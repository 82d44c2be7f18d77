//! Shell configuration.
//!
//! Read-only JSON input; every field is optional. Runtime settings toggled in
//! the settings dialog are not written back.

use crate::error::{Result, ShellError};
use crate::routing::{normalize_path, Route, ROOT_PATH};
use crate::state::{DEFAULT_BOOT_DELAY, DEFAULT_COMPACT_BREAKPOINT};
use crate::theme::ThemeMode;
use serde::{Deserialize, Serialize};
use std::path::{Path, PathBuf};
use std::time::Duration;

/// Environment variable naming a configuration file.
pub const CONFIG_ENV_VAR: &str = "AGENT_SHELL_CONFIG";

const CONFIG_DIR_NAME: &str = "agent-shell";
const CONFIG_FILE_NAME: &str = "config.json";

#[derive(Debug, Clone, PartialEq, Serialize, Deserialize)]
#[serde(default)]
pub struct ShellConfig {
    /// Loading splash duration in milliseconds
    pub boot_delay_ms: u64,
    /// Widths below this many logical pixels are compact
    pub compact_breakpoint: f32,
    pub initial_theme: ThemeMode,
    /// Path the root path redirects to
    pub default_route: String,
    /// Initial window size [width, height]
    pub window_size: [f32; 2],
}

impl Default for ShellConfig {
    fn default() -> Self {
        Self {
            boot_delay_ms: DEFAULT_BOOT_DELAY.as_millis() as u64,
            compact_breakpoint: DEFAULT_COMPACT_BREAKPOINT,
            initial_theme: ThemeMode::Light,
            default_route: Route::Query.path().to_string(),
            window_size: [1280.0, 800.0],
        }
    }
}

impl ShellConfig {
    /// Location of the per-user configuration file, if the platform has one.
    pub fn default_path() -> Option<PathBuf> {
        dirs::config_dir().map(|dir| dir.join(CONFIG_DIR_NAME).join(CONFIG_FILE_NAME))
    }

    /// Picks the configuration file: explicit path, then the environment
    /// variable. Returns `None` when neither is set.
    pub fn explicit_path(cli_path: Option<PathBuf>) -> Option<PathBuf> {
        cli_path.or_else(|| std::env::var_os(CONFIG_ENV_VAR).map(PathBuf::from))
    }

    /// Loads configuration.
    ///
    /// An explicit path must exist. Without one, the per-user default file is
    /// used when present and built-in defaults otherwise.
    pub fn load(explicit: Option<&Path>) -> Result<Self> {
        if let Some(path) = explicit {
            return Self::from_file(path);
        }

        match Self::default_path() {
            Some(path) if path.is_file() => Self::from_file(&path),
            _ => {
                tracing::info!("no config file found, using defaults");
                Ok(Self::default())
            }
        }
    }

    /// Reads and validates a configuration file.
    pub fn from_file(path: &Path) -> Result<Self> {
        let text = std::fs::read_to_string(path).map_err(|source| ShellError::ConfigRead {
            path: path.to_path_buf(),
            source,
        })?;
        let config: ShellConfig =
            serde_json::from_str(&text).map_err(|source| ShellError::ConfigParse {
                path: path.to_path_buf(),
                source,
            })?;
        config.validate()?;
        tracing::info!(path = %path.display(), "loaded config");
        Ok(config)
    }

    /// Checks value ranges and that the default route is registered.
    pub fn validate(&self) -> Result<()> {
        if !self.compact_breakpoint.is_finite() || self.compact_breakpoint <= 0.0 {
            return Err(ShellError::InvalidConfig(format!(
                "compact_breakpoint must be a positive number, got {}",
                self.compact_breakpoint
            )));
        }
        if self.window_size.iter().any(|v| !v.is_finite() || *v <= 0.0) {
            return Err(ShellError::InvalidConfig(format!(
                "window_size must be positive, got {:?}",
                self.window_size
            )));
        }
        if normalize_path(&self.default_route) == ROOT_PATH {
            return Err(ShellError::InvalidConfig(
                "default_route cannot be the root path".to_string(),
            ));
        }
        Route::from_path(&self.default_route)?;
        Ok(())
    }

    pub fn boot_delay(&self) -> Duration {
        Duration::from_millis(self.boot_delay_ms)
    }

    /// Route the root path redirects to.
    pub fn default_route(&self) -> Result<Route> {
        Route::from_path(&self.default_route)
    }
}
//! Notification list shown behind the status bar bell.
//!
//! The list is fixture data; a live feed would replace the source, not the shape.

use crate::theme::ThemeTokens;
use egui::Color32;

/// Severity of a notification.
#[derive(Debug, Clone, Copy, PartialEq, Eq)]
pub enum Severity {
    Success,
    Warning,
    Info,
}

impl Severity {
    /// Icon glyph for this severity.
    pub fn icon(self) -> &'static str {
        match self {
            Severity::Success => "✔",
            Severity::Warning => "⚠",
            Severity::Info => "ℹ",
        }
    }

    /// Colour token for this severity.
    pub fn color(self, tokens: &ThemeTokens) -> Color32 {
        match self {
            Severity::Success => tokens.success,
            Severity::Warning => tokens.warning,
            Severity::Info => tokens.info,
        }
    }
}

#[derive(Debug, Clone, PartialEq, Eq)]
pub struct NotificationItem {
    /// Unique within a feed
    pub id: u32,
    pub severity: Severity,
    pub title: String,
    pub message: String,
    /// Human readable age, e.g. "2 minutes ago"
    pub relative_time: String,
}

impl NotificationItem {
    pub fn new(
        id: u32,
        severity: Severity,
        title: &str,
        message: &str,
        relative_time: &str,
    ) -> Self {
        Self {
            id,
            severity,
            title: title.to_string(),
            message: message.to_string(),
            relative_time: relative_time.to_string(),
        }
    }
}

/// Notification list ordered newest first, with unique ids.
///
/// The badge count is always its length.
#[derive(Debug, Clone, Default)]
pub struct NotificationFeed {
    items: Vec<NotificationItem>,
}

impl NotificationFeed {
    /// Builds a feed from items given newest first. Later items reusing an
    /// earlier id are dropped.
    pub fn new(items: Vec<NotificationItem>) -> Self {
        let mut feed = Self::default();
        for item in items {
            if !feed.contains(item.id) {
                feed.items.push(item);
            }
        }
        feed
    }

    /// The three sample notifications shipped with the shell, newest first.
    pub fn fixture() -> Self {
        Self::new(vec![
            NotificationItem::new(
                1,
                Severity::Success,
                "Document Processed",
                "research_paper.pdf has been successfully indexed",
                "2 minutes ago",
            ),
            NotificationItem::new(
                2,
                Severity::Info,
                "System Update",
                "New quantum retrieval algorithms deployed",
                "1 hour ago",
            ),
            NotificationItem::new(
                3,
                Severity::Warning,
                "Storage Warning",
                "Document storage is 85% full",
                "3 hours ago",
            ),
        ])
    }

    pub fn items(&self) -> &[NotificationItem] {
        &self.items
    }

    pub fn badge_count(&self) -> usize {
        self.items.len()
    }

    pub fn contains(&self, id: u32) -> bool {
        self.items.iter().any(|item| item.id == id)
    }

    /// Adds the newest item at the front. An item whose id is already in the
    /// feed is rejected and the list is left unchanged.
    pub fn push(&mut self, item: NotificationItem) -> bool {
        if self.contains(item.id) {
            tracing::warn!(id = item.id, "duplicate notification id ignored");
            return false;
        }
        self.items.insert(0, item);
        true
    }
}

### Exercise goal
From the records above, extract everything verbatim.

### Answer area
repository 82d44c2be7f18d77
//! Shell configuration.
//!
//! Read-only JSON input; every field is optional. Runtime settings toggled in
//! the settings dialog are not written back.

use crate::error::{Result, ShellError};
use crate::routing::{normalize_path, Route, ROOT_PATH};
use crate::state::{DEFAULT_BOOT_DELAY, DEFAULT_COMPACT_BREAKPOINT};
use crate::theme::ThemeMode;
use serde::{Deserialize, Serialize};
use std::path::{Path, PathBuf};
use std::time::Duration;

/// Environment variable naming a configuration file.
pub const CONFIG_ENV_VAR: &str = "AGENT_SHELL_CONFIG";

const CONFIG_DIR_NAME: &str = "agent-shell";
const CONFIG_FILE_NAME: &str = "config.json";

#[derive(Debug, Clone, PartialEq, Serialize, Deserialize)]
#[serde(default)]
pub struct ShellConfig {
    /// Loading splash duration in milliseconds
    pub boot_delay_ms: u64,
    /// Widths below this many logical pixels are compact
    pub compact_breakpoint: f32,
    pub initial_theme: ThemeMode,
    /// Path the root path redirects to
    pub default_route: String,
    /// Initial window size [width, height]
    pub window_size: [f32; 2],
}

impl Default for ShellConfig {
    fn default() -> Self {
        Self {
            boot_delay_ms: DEFAULT_BOOT_DELAY.as_millis() as u64,
            compact_breakpoint: DEFAULT_COMPACT_BREAKPOINT,
            initial_theme: ThemeMode::Light,
            default_route: Route::Query.path().to_string(),
            window_size: [1280.0, 800.0],
        }
    }
}

impl ShellConfig {
    /// Location of the per-user configuration file, if the platform has one.
    pub fn default_path() -> Option<PathBuf> {
        dirs::config_dir().map(|dir| dir.join(CONFIG_DIR_NAME).join(CONFIG_FILE_NAME))
    }

    /// Picks the configuration file: explicit path, then the environment
    /// variable. Returns `None` when neither is set.
    pub fn explicit_path(cli_path: Option<PathBuf>) -> Option<PathBuf> {
        cli_path.or_else(|| std::env::var_os(CONFIG_ENV_VAR).map(PathBuf::from))
    }

    /// Loads configuration.
    ///
    /// An explicit path must exist. Without one, the per-user default file is
    /// used when present and built-in defaults otherwise.
    pub fn load(explicit: Option<&Path>) -> Result<Self> {
        if let Some(path) = explicit {
            return Self::from_file(path);
        }

        match Self::default_path() {
            Some(path) if path.is_file() => Self::from_file(&path),
            _ => {
                tracing::info!("no config file found, using defaults");
                Ok(Self::default())
            }
        }
    }

    /// Reads and validates a configuration file.
    pub fn from_file(path: &Path) -> Result<Self> {
        let text = std::fs::read_to_string(path).map_err(|source| ShellError::ConfigRead {
            path: path.to_path_buf(),
            source,
        })?;
        let config: ShellConfig =
            serde_json::from_str(&text).map_err(|source| ShellError::ConfigParse {
                path: path.to_path_buf(),
                source,
            })?;
        config.validate()?;
        tracing::info!(path = %path.display(), "loaded config");
        Ok(config)
    }

    /// Checks value ranges and that the default route is registered.
    pub fn validate(&self) -> Result<()> {
        if !self.compact_breakpoint.is_finite() || self.compact_breakpoint <= 0.0 {
            return Err(ShellError::InvalidConfig(format!(
                "compact_breakpoint must be a positive number, got {}",
                self.compact_breakpoint
            )));
        }
        if self.window_size.iter().any(|v| !v.is_finite() || *v <= 0.0) {
            return Err(ShellError::InvalidConfig(format!(
                "window_size must be positive, got {:?}",
                self.window_size
            )));
        }
        if normalize_path(&self.default_route) == ROOT_PATH {
            return Err(ShellError::InvalidConfig(
                "default_route cannot be the root path".to_string(),
            ));
        }
        Route::from_path(&self.default_route)?;
        Ok(())
    }

    pub fn boot_delay(&self) -> Duration {
        Duration::from_millis(self.boot_delay_ms)
    }

    /// Route the root path redirects to.
    pub fn default_route(&self) -> Result<Route> {
        Route::from_path(&self.default_route)
    }
}
//! Notification list shown behind the status bar bell.
//!
//! The list is fixture data; a live feed would replace the source, not the shape.

use crate::theme::ThemeTokens;
use egui::Color32;

/// Severity of a notification.
#[derive(Debug, Clone, Copy, PartialEq, Eq)]
pub enum Severity {
    Success,
    Warning,
    Info,
}

impl Severity {
    /// Icon glyph for this severity.
    pub fn icon(self) -> &'static str {
        match self {
            Severity::Success => "✔",
            Severity::Warning => "⚠",
            Severity::Info => "ℹ",
        }
    }

    /// Colour token for this severity.
    pub fn color(self, tokens: &ThemeTokens) -> Color32 {
        match self {
            Severity::Success => tokens.success,
            Severity::Warning => tokens.warning,
            Severity::Info => tokens.info,
        }
    }
}

#[derive(Debug, Clone, PartialEq, Eq)]
pub struct NotificationItem {
    /// Unique within a feed
    pub id: u32,
    pub severity: Severity,
    pub title: String,
    pub message: String,
    /// Human readable age, e.g. "2 minutes ago"
    pub relative_time: String,
}

impl NotificationItem {
    pub fn new(
        id: u32,
        severity: Severity,
        title: &str,
        message: &str,
        relative_time: &str,
    ) -> Self {
        Self {
            id,
            severity,
            title: title.to_string(),
            message: message.to_string(),
            relative_time: relative_time.to_string(),
        }
    }
}

/// Notification list ordered newest first, with unique ids.
///
/// The badge count is always its length.
#[derive(Debug, Clone, Default)]
pub struct NotificationFeed {
    items: Vec<NotificationItem>,
}

impl NotificationFeed {
    /// Builds a feed from items given newest first. Later items reusing an
    /// earlier id are dropped.
    pub fn new(items: Vec<NotificationItem>) -> Self {
        let mut feed = Self::default();
        for item in items {
            if !feed.contains(item.id) {
                feed.items.push(item);
            }
        }
        feed
    }

    /// The three sample notifications shipped with the shell, newest first.
    pub fn fixture() -> Self {
        Self::new(vec![
            NotificationItem::new(
                1,
                Severity::Success,
                "Document Processed",
                "research_paper.pdf has been successfully indexed",
                "2 minutes ago",
            ),
            NotificationItem::new(
                2,
                Severity::Info,
                "System Update",
                "New quantum retrieval algorithms deployed",
                "1 hour ago",
            ),
            NotificationItem::new(
                3,
                Severity::Warning,
                "Storage Warning",
                "Document storage is 85% full",
                "3 hours ago",
            ),
        ])
    }

    pub fn items(&self) -> &[NotificationItem] {
        &self.items
    }

    pub fn badge_count(&self) -> usize {
        self.items.len()
    }

    pub fn contains(&self, id: u32) -> bool {
        self.items.iter().any(|item| item.id == id)
    }

    /// Adds the newest item at the front. An item whose id is already in the
    /// feed is rejected and the list is left unchanged.
    pub fn push(&mut self, item: NotificationItem) -> bool {
        if self.contains(item.id) {
            tracing::warn!(id = item.id, "duplicate notification id ignored");
            return false;
        }
        self.items.insert(0, item);
        true
    }
}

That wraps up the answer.